THE TASK = Count the lines below that include "identities". Only the number should be given.

RECORDS FOR THIS EXERCISE =
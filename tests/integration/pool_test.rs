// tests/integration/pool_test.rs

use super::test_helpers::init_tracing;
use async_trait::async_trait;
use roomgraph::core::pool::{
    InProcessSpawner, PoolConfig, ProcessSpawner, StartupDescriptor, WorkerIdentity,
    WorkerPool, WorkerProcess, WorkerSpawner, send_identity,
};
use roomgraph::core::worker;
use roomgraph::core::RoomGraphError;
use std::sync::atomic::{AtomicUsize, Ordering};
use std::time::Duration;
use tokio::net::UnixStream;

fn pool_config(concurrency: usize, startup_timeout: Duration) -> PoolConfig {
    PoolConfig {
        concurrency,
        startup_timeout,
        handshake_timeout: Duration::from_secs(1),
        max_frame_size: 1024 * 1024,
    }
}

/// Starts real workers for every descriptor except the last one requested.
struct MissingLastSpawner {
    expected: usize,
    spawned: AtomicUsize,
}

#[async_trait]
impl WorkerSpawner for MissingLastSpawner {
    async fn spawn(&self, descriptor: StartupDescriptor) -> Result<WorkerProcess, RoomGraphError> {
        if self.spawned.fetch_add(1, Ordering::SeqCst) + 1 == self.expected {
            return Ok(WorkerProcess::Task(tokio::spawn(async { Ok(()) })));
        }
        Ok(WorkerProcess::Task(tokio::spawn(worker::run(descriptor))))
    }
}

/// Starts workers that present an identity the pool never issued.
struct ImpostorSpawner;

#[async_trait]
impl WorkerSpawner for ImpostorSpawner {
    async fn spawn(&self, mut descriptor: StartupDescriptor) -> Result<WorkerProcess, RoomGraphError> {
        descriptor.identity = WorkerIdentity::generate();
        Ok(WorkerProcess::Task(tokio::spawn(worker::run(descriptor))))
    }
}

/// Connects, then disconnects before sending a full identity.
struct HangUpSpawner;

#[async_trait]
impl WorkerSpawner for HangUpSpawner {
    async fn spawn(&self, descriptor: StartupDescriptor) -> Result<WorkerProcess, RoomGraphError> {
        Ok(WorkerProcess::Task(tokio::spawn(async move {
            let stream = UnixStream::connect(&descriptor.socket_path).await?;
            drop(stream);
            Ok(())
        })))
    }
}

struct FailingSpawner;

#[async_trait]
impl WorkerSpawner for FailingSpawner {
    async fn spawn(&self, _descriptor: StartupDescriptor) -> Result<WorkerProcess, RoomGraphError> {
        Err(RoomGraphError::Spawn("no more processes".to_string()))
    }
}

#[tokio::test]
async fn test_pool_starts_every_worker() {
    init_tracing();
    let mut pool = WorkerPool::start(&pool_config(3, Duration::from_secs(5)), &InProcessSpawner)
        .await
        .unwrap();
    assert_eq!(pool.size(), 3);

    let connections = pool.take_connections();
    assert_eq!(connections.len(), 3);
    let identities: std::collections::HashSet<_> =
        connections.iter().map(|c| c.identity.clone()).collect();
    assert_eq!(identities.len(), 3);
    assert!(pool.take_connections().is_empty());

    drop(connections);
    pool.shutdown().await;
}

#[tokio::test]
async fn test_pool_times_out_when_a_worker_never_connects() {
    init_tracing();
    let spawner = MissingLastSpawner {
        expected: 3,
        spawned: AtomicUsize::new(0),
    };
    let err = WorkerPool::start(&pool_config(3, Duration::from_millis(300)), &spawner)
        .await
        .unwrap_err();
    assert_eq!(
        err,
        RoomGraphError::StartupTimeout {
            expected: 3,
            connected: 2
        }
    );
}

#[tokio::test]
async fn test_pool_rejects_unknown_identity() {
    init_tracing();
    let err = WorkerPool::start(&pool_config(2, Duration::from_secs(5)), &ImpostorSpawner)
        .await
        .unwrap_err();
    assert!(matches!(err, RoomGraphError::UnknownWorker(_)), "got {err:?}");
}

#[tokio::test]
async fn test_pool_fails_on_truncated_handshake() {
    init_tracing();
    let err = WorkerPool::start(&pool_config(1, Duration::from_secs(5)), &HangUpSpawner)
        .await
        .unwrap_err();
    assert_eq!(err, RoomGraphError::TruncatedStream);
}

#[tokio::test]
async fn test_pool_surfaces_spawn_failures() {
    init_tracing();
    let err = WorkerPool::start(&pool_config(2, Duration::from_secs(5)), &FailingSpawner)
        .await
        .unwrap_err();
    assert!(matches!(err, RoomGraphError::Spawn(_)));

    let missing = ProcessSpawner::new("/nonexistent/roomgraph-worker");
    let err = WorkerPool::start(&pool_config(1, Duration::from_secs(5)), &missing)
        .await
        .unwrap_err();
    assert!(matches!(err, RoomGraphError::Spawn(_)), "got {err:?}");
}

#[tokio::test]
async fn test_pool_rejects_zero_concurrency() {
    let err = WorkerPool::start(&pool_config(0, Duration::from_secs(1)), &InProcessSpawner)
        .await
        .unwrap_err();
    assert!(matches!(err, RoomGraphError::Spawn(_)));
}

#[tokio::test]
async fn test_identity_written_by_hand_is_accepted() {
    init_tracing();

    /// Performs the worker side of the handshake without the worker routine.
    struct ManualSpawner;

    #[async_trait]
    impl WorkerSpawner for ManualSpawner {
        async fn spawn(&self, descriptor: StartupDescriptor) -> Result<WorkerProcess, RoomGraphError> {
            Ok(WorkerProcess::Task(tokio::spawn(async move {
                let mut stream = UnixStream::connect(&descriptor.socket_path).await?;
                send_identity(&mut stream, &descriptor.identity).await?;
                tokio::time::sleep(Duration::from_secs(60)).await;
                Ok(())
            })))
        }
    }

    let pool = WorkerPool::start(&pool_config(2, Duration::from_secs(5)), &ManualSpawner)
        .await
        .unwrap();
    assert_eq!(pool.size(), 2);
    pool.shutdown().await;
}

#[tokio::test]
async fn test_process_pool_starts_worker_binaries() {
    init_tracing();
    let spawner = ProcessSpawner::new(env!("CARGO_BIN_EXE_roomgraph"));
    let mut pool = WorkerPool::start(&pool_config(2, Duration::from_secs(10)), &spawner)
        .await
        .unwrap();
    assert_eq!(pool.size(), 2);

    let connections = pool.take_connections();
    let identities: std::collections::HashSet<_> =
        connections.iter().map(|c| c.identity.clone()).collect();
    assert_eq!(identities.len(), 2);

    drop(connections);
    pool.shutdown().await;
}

---

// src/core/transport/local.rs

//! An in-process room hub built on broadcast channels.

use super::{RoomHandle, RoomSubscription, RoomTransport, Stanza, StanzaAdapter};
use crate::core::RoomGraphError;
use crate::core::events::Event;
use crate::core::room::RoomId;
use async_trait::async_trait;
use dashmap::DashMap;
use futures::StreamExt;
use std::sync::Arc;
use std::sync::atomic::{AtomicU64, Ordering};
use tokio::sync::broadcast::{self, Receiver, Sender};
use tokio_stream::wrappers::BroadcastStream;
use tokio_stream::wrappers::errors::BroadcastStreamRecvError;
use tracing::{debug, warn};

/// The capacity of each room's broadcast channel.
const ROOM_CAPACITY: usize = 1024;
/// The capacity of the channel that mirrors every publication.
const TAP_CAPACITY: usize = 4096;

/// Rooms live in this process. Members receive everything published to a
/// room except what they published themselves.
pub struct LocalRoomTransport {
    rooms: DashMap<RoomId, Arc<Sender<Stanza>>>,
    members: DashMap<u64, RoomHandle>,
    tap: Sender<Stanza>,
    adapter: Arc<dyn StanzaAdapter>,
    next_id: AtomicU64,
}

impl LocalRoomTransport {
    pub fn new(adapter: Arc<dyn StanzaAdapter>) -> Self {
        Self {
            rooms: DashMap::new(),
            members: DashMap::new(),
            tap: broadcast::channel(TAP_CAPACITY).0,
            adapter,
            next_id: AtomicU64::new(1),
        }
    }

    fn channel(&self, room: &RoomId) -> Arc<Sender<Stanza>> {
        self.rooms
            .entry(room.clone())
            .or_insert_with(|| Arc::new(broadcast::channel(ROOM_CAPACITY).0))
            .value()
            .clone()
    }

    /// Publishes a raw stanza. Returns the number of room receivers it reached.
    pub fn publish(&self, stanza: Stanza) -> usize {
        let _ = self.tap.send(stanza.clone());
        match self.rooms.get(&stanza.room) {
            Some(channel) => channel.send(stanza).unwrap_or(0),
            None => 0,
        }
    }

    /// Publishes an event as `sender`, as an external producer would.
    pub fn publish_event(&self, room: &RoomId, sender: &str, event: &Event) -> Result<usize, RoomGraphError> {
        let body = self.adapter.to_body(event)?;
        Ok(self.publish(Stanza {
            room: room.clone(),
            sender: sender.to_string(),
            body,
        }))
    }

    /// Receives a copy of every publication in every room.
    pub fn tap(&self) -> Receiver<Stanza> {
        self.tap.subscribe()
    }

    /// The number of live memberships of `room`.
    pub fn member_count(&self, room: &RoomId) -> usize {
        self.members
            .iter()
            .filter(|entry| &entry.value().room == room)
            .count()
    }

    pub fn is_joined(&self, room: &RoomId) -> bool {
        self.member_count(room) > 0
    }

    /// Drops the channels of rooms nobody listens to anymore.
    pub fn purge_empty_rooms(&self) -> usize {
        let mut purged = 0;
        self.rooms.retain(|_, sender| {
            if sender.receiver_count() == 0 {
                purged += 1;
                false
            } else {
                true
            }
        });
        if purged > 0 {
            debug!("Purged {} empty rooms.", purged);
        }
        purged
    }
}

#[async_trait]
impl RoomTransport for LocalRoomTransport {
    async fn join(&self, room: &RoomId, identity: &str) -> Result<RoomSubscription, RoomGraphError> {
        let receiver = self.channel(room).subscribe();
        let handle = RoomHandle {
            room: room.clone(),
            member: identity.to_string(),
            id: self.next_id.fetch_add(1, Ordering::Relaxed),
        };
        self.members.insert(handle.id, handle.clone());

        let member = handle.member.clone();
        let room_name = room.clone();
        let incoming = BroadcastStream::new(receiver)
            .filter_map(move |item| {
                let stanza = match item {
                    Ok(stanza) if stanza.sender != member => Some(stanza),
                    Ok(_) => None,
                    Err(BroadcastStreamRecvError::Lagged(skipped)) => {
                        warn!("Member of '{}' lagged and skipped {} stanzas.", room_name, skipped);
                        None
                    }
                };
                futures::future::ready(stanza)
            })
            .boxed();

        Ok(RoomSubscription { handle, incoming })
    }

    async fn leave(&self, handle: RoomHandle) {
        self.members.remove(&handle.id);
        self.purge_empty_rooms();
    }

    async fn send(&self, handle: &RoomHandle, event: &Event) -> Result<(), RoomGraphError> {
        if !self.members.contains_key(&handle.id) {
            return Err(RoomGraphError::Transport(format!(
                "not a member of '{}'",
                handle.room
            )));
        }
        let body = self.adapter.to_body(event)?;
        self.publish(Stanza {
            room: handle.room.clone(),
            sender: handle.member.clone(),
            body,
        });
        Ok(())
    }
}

* * *

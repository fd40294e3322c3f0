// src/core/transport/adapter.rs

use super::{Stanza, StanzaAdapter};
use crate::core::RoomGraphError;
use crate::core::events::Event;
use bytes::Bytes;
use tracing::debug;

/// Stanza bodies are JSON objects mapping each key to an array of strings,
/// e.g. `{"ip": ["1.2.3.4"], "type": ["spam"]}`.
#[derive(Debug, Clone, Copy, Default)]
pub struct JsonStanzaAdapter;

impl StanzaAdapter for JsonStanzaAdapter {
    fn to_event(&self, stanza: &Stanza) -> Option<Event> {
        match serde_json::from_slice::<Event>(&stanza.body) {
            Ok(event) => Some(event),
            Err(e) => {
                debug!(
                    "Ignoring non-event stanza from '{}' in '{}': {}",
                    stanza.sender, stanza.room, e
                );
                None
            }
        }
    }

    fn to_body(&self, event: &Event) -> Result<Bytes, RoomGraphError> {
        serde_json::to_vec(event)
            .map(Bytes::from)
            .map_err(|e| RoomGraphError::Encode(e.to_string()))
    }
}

RESULT = 4